5. AP Open Question 1: Pan

1 comment:

  1. Vineet, I love how you manage to relate your presentation to the common, everyday problems faced by the people around you. As a teenager, I certainly am stressed and tired by all the pressures that life exerts, though I certainly don't face as many challenges as Knut Hamsun's protagonist of Glahn. It is interesting how you and Maslow's hierarchy of needs, as Glahn pursues "higher" needs like acceptance and love before fulfilling his "basic needs" of hunger and nourishment. I tend to be skeptical of Maslow's hierarchy, as the needs people perceive themselves as needing change constantly based on their emotional state. Maslow's characterization is too rigid, making it seem like the lower level of needs MUST be fulfilled before personal growth can continue.

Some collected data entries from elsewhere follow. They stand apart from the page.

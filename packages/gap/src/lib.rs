#![cfg_attr(feature = "fail-on-warnings", deny(warnings))]
#![warn(clippy::all, clippy::pedantic, clippy::nursery, clippy::cargo)]
#![allow(clippy::multiple_crate_versions, clippy::cargo_common_metadata)]

//! Gap and tower-site recommender.
//!
//! Overlays a regular lat/lon grid on a bounding box, computes the
//! distance from every cell center to the nearest site in one pass per
//! cell, and turns cells beyond the minimum signal distance into ranked
//! new-tower candidates. Optionally clips the grid to a national
//! boundary so offshore cells never become recommendations.
//!
//! The grid is the expensive path: cost is `O(cells * sites)`, so the
//! cell count is capped up front and the scan refuses to start past the
//! cap instead of hanging.

use coverage_map_distance::{Point, min_distance_km};
use coverage_map_gap_models::{
    CoverageStatus, GapCandidate, GapScanParams, GapScanResult, GridCell, ScoringWeights,
    TechnologyPolicy,
};
use coverage_map_site_models::Site;
use coverage_map_spatial::BoundaryIndex;
use thiserror::Error;

/// Kilometers per degree of latitude (and of longitude at the equator).
const KM_PER_DEG: f64 = 111.32;

/// Errors from gap scan configuration.
///
/// "No gaps found" is not among them: a fully covered region yields an
/// empty candidate list.
#[derive(Debug, Error)]
pub enum GapError {
    /// The grid step was zero, negative, or non-finite.
    #[error("grid step must be a positive number of degrees, got {0}")]
    InvalidStep(f64),

    /// The minimum signal distance was zero, negative, or non-finite.
    #[error("minimum signal distance must be a positive number of kilometers, got {0}")]
    InvalidMinSignal(f64),

    /// The bounding box was empty or inverted.
    #[error(
        "bounding box must have south < north and west < east, \
         got south={south} north={north} west={west} east={east}"
    )]
    InvalidBounds {
        /// Southern latitude bound.
        south: f64,
        /// Western longitude bound.
        west: f64,
        /// Northern latitude bound.
        north: f64,
        /// Eastern longitude bound.
        east: f64,
    },

    /// The scan would need more cells than the configured cap.
    #[error(
        "grid of {cells} cells exceeds the configured maximum of {max}; \
         increase the step or shrink the bounding box"
    )]
    GridTooLarge {
        /// Number of cells the parameters imply.
        cells: usize,
        /// Configured cap.
        max: usize,
    },

    /// The site collection was empty.
    #[error("cannot scan for gaps against an empty site collection")]
    NoSites,
}

/// Scans the configured grid and returns every cell plus the ranked
/// uncovered candidates.
///
/// When a boundary index is supplied, cells whose centers fall outside
/// every boundary polygon are skipped entirely (they appear in neither
/// the cell list nor the candidates). Candidates are sorted by
/// descending score with rank 1 first; ties prefer the larger uncovered
/// extent, then the smaller longitude, so repeated runs always agree.
///
/// # Errors
///
/// Returns [`GapError`] for invalid parameters, a grid over the cell
/// cap, or an empty site collection. A covered region is `Ok` with no
/// candidates.
pub fn find_gaps(
    sites: &[Site],
    boundary: Option<&BoundaryIndex>,
    params: &GapScanParams,
    weights: ScoringWeights,
    policy: TechnologyPolicy,
) -> Result<GapScanResult, GapError> {
    validate(sites, params)?;

    let bbox = params.bbox;
    let rows = cell_count(bbox.north - bbox.south, params.step_deg);
    let cols = cell_count(bbox.east - bbox.west, params.step_deg);
    let cells = rows.checked_mul(cols).unwrap_or(usize::MAX);
    if cells > params.max_cells {
        return Err(GapError::GridTooLarge {
            cells,
            max: params.max_cells,
        });
    }

    // Row-major scan from the south-west corner. `None` marks cells
    // clipped out by the boundary so neighbor offsets still line up.
    let mut grid: Vec<Option<GridCell>> = Vec::with_capacity(cells);
    for row in 0..rows {
        #[allow(clippy::cast_precision_loss)]
        let latitude = bbox.south + (row as f64 + 0.5) * params.step_deg;
        for col in 0..cols {
            #[allow(clippy::cast_precision_loss)]
            let longitude = bbox.west + (col as f64 + 0.5) * params.step_deg;

            if boundary.is_some_and(|b| !b.contains(longitude, latitude)) {
                grid.push(None);
                continue;
            }

            // One pass over all sites per cell; sites are pre-validated
            // so the distance index cannot reject them.
            let nearest = min_distance_km(
                Point {
                    latitude,
                    longitude,
                },
                sites,
            )
            .unwrap_or(f64::INFINITY);

            let status = if nearest <= params.min_signal_km {
                CoverageStatus::Covered
            } else {
                CoverageStatus::NoCoverage
            };

            grid.push(Some(GridCell {
                latitude,
                longitude,
                nearest_site_distance_km: nearest,
                status,
            }));
        }
    }

    let candidates = rank_candidates(&grid, rows, cols, params, weights, policy);

    let scanned: Vec<GridCell> = grid.into_iter().flatten().collect();
    log::info!(
        "gap scan: {} cells scanned ({} clipped), {} uncovered candidates",
        scanned.len(),
        cells - scanned.len(),
        candidates.len(),
    );

    Ok(GapScanResult {
        cells: scanned,
        candidates,
    })
}

fn validate(sites: &[Site], params: &GapScanParams) -> Result<(), GapError> {
    if sites.is_empty() {
        return Err(GapError::NoSites);
    }
    if !params.step_deg.is_finite() || params.step_deg <= 0.0 {
        return Err(GapError::InvalidStep(params.step_deg));
    }
    if !params.min_signal_km.is_finite() || params.min_signal_km <= 0.0 {
        return Err(GapError::InvalidMinSignal(params.min_signal_km));
    }
    let bbox = params.bbox;
    if !(bbox.south < bbox.north && bbox.west < bbox.east)
        || !bbox.south.is_finite()
        || !bbox.west.is_finite()
        || !bbox.north.is_finite()
        || !bbox.east.is_finite()
    {
        return Err(GapError::InvalidBounds {
            south: bbox.south,
            west: bbox.west,
            north: bbox.north,
            east: bbox.east,
        });
    }
    Ok(())
}

fn cell_count(extent_deg: f64, step_deg: f64) -> usize {
    #[allow(clippy::cast_possible_truncation, clippy::cast_sign_loss)]
    let count = (extent_deg / step_deg).ceil() as usize;
    count.max(1)
}

/// Builds scored, ranked candidates from the scanned grid.
///
/// The extent proxy for a cell is the number of uncovered cells in its
/// 3x3 neighborhood (itself included) scaled by the cell's area in km²,
/// so a cell inside a wide dead zone outranks an isolated speck at the
/// same distance.
fn rank_candidates(
    grid: &[Option<GridCell>],
    rows: usize,
    cols: usize,
    params: &GapScanParams,
    weights: ScoringWeights,
    policy: TechnologyPolicy,
) -> Vec<GapCandidate> {
    let mut raw: Vec<(GridCell, f64)> = Vec::new();

    for row in 0..rows {
        for col in 0..cols {
            let Some(cell) = grid[row * cols + col] else {
                continue;
            };
            if cell.status != CoverageStatus::NoCoverage {
                continue;
            }

            let uncovered_neighbors = neighborhood_uncovered(grid, rows, cols, row, col);
            #[allow(clippy::cast_precision_loss)]
            let extent_km2 = uncovered_neighbors as f64 * cell_area_km2(cell.latitude, params);
            raw.push((cell, extent_km2));
        }
    }

    if raw.is_empty() {
        return Vec::new();
    }

    let max_extent = raw.iter().map(|(_, e)| *e).fold(0.0_f64, f64::max);
    let max_distance = raw
        .iter()
        .map(|(c, _)| c.nearest_site_distance_km)
        .filter(|d| d.is_finite())
        .fold(0.0_f64, f64::max);

    let mut candidates: Vec<GapCandidate> = raw
        .into_iter()
        .map(|(cell, extent_km2)| {
            let norm_extent = if max_extent > 0.0 {
                extent_km2 / max_extent
            } else {
                0.0
            };
            // With no site anywhere the distance is infinite; treat it
            // as the maximal normalized distance.
            let norm_distance = if cell.nearest_site_distance_km.is_finite() && max_distance > 0.0 {
                cell.nearest_site_distance_km / max_distance
            } else {
                1.0
            };
            let score =
                weights.extent_weight * norm_extent + weights.distance_weight * norm_distance;

            GapCandidate {
                latitude: cell.latitude,
                longitude: cell.longitude,
                nearest_site_distance_km: cell.nearest_site_distance_km,
                extent_km2,
                score,
                priority_rank: 0,
                recommended_technology: policy.recommend(cell.nearest_site_distance_km),
                reason: format!(
                    "nearest site {:.1} km away (> {:.1} km signal limit), ~{:.0} km² uncovered",
                    cell.nearest_site_distance_km, params.min_signal_km, extent_km2,
                ),
            }
        })
        .collect();

    candidates.sort_by(|a, b| {
        f64::total_cmp(&b.score, &a.score)
            .then_with(|| f64::total_cmp(&b.extent_km2, &a.extent_km2))
            .then_with(|| f64::total_cmp(&a.longitude, &b.longitude))
    });

    for (index, candidate) in candidates.iter_mut().enumerate() {
        candidate.priority_rank = index + 1;
    }

    candidates
}

/// Count of uncovered cells in the 3x3 neighborhood, itself included.
fn neighborhood_uncovered(
    grid: &[Option<GridCell>],
    rows: usize,
    cols: usize,
    row: usize,
    col: usize,
) -> usize {
    let mut count = 0;
    for dr in -1_i64..=1 {
        for dc in -1_i64..=1 {
            #[allow(clippy::cast_possible_wrap)]
            let (r, c) = (row as i64 + dr, col as i64 + dc);
            #[allow(clippy::cast_possible_wrap)]
            if r < 0 || c < 0 || r >= rows as i64 || c >= cols as i64 {
                continue;
            }
            #[allow(clippy::cast_possible_truncation, clippy::cast_sign_loss)]
            if let Some(cell) = &grid[r as usize * cols + c as usize] {
                if cell.status == CoverageStatus::NoCoverage {
                    count += 1;
                }
            }
        }
    }
    count
}

/// Approximate area of one grid cell at the given latitude, in km².
fn cell_area_km2(latitude: f64, params: &GapScanParams) -> f64 {
    let north_south_km = params.step_deg * KM_PER_DEG;
    let east_west_km = params.step_deg * KM_PER_DEG * latitude.to_radians().cos();
    north_south_km * east_west_km
}
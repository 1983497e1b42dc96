#![cfg_attr(feature = "fail-on-warnings", deny(warnings))]
#![warn(clippy::all, clippy::pedantic, clippy::nursery, clippy::cargo)]
#![allow(clippy::multiple_crate_versions, clippy::cargo_common_metadata)]

//! Site data provider.
//!
//! Loads the site CSV against an explicit schema: each logical column
//! has a fixed set of accepted header spellings (the ones that occur in
//! real exports, e.g. `Network_Provider` vs `Operator`), and a file
//! missing a required column is rejected up front. Rows with
//! non-finite or out-of-range coordinates are dropped with a warning,
//! never carried into the analysis engine.

use std::io::Read;
use std::path::Path;

use coverage_map_site_models::{Operator, Site, Technology};
use coverage_map_spatial::BoundaryIndex;
use thiserror::Error;

/// Accepted header spellings for the latitude column.
const LATITUDE_HEADERS: &[&str] = &["Latitude", "latitude", "Lat", "lat"];
/// Accepted header spellings for the longitude column.
const LONGITUDE_HEADERS: &[&str] = &["Longitude", "longitude", "Lon", "lon", "Lng", "lng"];
/// Accepted header spellings for the operator column.
const OPERATOR_HEADERS: &[&str] = &[
    "Network_Provider",
    "network_provider",
    "Operator",
    "operator",
    "Provider",
    "provider",
];
/// Accepted header spellings for the technology column.
const TECHNOLOGY_HEADERS: &[&str] = &["Technology", "technology", "Tech", "tech"];
/// Accepted header spellings for the optional region column.
const REGION_HEADERS: &[&str] = &["State", "state", "Region", "region"];

/// Errors from site loading.
#[derive(Debug, Error)]
pub enum IngestError {
    /// The CSV file could not be read.
    #[error("failed to read site CSV: {0}")]
    Io(#[from] std::io::Error),

    /// The CSV was malformed at the format level.
    #[error("failed to parse site CSV: {0}")]
    Csv(#[from] csv::Error),

    /// A required column was missing from the header row.
    #[error("missing required column {column} (accepted spellings: {accepted:?})")]
    MissingColumn {
        /// Logical column name.
        column: &'static str,
        /// Header spellings that would have matched.
        accepted: &'static [&'static str],
    },

    /// Every row was dropped during validation.
    #[error("no valid sites in file: all {dropped} row(s) failed validation")]
    NoValidSites {
        /// Number of rows rejected.
        dropped: usize,
    },
}

/// Outcome of a site load: the validated collection plus the number of
/// rows dropped on the way.
#[derive(Debug, Clone, PartialEq)]
pub struct LoadReport {
    /// Validated, analysis-ready sites.
    pub sites: Vec<Site>,
    /// Rows rejected for unparseable or out-of-range coordinates.
    pub dropped: usize,
}

/// Resolved column indexes for one file's header row.
struct SchemaIndexes {
    latitude: usize,
    longitude: usize,
    operator: usize,
    technology: usize,
    region: Option<usize>,
}

impl SchemaIndexes {
    fn resolve(headers: &csv::StringRecord) -> Result<Self, IngestError> {
        Ok(Self {
            latitude: find_column(headers, "latitude", LATITUDE_HEADERS)?,
            longitude: find_column(headers, "longitude", LONGITUDE_HEADERS)?,
            operator: find_column(headers, "operator", OPERATOR_HEADERS)?,
            technology: find_column(headers, "technology", TECHNOLOGY_HEADERS)?,
            region: REGION_HEADERS
                .iter()
                .find_map(|name| headers.iter().position(|h| h.trim() == *name)),
        })
    }
}

fn find_column(
    headers: &csv::StringRecord,
    column: &'static str,
    accepted: &'static [&'static str],
) -> Result<usize, IngestError> {
    accepted
        .iter()
        .find_map(|name| headers.iter().position(|h| h.trim() == *name))
        .ok_or(IngestError::MissingColumn { column, accepted })
}

/// Loads and validates the site collection from a CSV file.
///
/// # Errors
///
/// Returns [`IngestError`] if the file cannot be read, a required
/// column is missing, or no row survives validation.
pub fn load_sites(path: &Path) -> Result<LoadReport, IngestError> {
    let file = std::fs::File::open(path)?;
    let report = load_sites_from_reader(file)?;
    log::info!(
        "Loaded {} sites from {} ({} row(s) dropped)",
        report.sites.len(),
        path.display(),
        report.dropped
    );
    Ok(report)
}

/// Loads and validates sites from any CSV reader.
///
/// # Errors
///
/// Returns [`IngestError`] under the same conditions as [`load_sites`].
pub fn load_sites_from_reader<R: Read>(reader: R) -> Result<LoadReport, IngestError> {
    let mut csv_reader = csv::ReaderBuilder::new().trim(csv::Trim::All).from_reader(reader);
    let schema = SchemaIndexes::resolve(csv_reader.headers()?)?;

    let mut sites = Vec::new();
    let mut dropped = 0_usize;

    for (row_number, record) in csv_reader.records().enumerate() {
        let record = record?;
        match parse_row(&schema, &record) {
            Ok(site) => sites.push(site),
            Err(reason) => {
                dropped += 1;
                // Header is row 1, so data rows start at 2.
                log::warn!("dropping row {}: {reason}", row_number + 2);
            }
        }
    }

    if sites.is_empty() {
        return Err(IngestError::NoValidSites { dropped });
    }

    Ok(LoadReport { sites, dropped })
}

fn parse_row(schema: &SchemaIndexes, record: &csv::StringRecord) -> Result<Site, String> {
    let latitude = parse_coordinate(record.get(schema.latitude), "latitude")?;
    let longitude = parse_coordinate(record.get(schema.longitude), "longitude")?;

    let operator = record
        .get(schema.operator)
        .map_or(Operator::Unknown, Operator::from_source);
    let technology = record
        .get(schema.technology)
        .map_or(Technology::Unknown, Technology::from_source);

    let region = schema
        .region
        .and_then(|index| record.get(index))
        .map(str::trim)
        .filter(|s| !s.is_empty())
        .map(ToOwned::to_owned);

    Site::new(latitude, longitude, operator, technology, region).map_err(|e| e.to_string())
}

fn parse_coordinate(field: Option<&str>, axis: &str) -> Result<f64, String> {
    let raw = field.map(str::trim).filter(|s| !s.is_empty());
    let Some(raw) = raw else {
        return Err(format!("{axis} is empty"));
    };
    raw.parse::<f64>()
        .map_err(|_| format!("{axis} is not numeric: {raw:?}"))
}

/// Fills in missing site regions by point-in-polygon lookup against
/// state boundary polygons. Returns the number of sites attributed.
///
/// Sites that already carry a region keep it; sites outside every
/// polygon stay unattributed.
pub fn attribute_regions(sites: &mut [Site], boundaries: &BoundaryIndex) -> usize {
    let mut attributed = 0;
    for site in sites.iter_mut() {
        if site.region.is_some() {
            continue;
        }
        if let Some(region) = boundaries.lookup_region(site.longitude, site.latitude) {
            site.region = Some(region.to_owned());
            attributed += 1;
        }
    }
    if attributed > 0 {
        log::info!("attributed {attributed} site(s) to a state by boundary lookup");
    }
    attributed
}

#[cfg(test)]
mod tests {
    use super::*;

    const GOOD_CSV: &str = "\
Latitude,Longitude,Network_Provider,Technology,State
6.5244,3.3792,MTN,4G,Lagos
9.0765,7.3986,Glo,2G,FCT
6.4500,3.3900,9Mobile,3G,
";

    #[test]
    fn loads_valid_rows() {
        let report = load_sites_from_reader(GOOD_CSV.as_bytes()).unwrap();
        assert_eq!(report.sites.len(), 3);
        assert_eq!(report.dropped, 0);
        assert_eq!(report.sites[0].operator, Operator::Mtn);
        assert_eq!(report.sites[1].operator, Operator::Globacom);
        assert_eq!(report.sites[1].region.as_deref(), Some("FCT"));
        assert_eq!(report.sites[2].region, None);
    }

    #[test]
    fn accepts_alternate_header_spellings() {
        let csv = "lat,lng,Operator,tech\n6.5,3.4,Airtel,4G\n";
        let report = load_sites_from_reader(csv.as_bytes()).unwrap();
        assert_eq!(report.sites.len(), 1);
        assert_eq!(report.sites[0].operator, Operator::Airtel);
        assert_eq!(report.sites[0].region, None);
    }

    #[test]
    fn drops_bad_coordinate_rows() {
        let csv = "\
Latitude,Longitude,Operator,Technology
6.5,3.4,MTN,4G
not-a-number,3.4,MTN,4G
95.0,3.4,MTN,4G
6.5,,MTN,4G
";
        let report = load_sites_from_reader(csv.as_bytes()).unwrap();
        assert_eq!(report.sites.len(), 1);
        assert_eq!(report.dropped, 3);
    }

    #[test]
    fn missing_column_is_an_error() {
        let csv = "Latitude,Operator,Technology\n6.5,MTN,4G\n";
        let err = load_sites_from_reader(csv.as_bytes()).unwrap_err();
        assert!(matches!(
            err,
            IngestError::MissingColumn {
                column: "longitude",
                ..
            }
        ));
    }

    #[test]
    fn all_rows_dropped_is_an_error() {
        let csv = "Latitude,Longitude,Operator,Technology\nx,y,MTN,4G\n";
        let err = load_sites_from_reader(csv.as_bytes()).unwrap_err();
        assert!(matches!(err, IngestError::NoValidSites { dropped: 1 }));
    }

    #[test]
    fn unknown_operator_and_technology_fall_back() {
        let csv = "Latitude,Longitude,Operator,Technology\n6.5,3.4,Vodafone,5G\n";
        let report = load_sites_from_reader(csv.as_bytes()).unwrap();
        assert_eq!(report.sites[0].operator, Operator::Unknown);
        assert_eq!(report.sites[0].technology, Technology::Unknown);
    }

    #[test]
    fn attributes_regions_from_boundaries() {
        let boundary = BoundaryIndex::from_geojson_str(
            r#"{
                "type": "FeatureCollection",
                "features": [{
                    "type": "Feature",
                    "properties": {"name": "Lagos"},
                    "geometry": {
                        "type": "Polygon",
                        "coordinates": [[[3.0, 6.0], [4.0, 6.0], [4.0, 7.0], [3.0, 7.0], [3.0, 6.0]]]
                    }
                }]
            }"#,
        )
        .unwrap();

        let csv = "\
Latitude,Longitude,Operator,Technology,State
6.5,3.4,MTN,4G,
6.5,3.4,MTN,4G,Kept
9.1,7.4,Glo,2G,
";
        let mut report = load_sites_from_reader(csv.as_bytes()).unwrap();
        let attributed = attribute_regions(&mut report.sites, &boundary);
        assert_eq!(attributed, 1);
        assert_eq!(report.sites[0].region.as_deref(), Some("Lagos"));
        assert_eq!(report.sites[1].region.as_deref(), Some("Kept"));
        assert_eq!(report.sites[2].region, None);
    }
}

    Glahn as a character reminds me of other influences I have seen in Norwegian literature. Perhaps you have heard of Henrik Ibsen's famous play, Peer Gynt, the story of a listless young man, Peer Gynt, who has no control over his life and wanders the world aimlessly. Like Glahn, Peer is drawn to sensuality; he seduces a village girl, Ingrid, on the day before her wedding, and Peer also abandons his responsibilities, as he quickly spurns Ingrid again. The motif of the play is that Peer is closer to being a troll than a man, as he always runs away from the truth instead of seeking it. Hamsun seems to have concurred with Ibsen, as Glahn's primal tendencies cause his character to regress rather than grow. In your AP open question above, you noted how Glahn was ultimately murdered by a hunter. I think this symbolizes how Glahn has become an animal, a troll, as his "pyramid of needs" has collapsed into a pile of impulses acting on instinct. Maybe Hamsun was influenced by Ibsen? Perhaps the forbidding fjords of Norway, along with the brutal Scandinavian winters built up that sense of alienation from mankind that both Norwegian authors shared.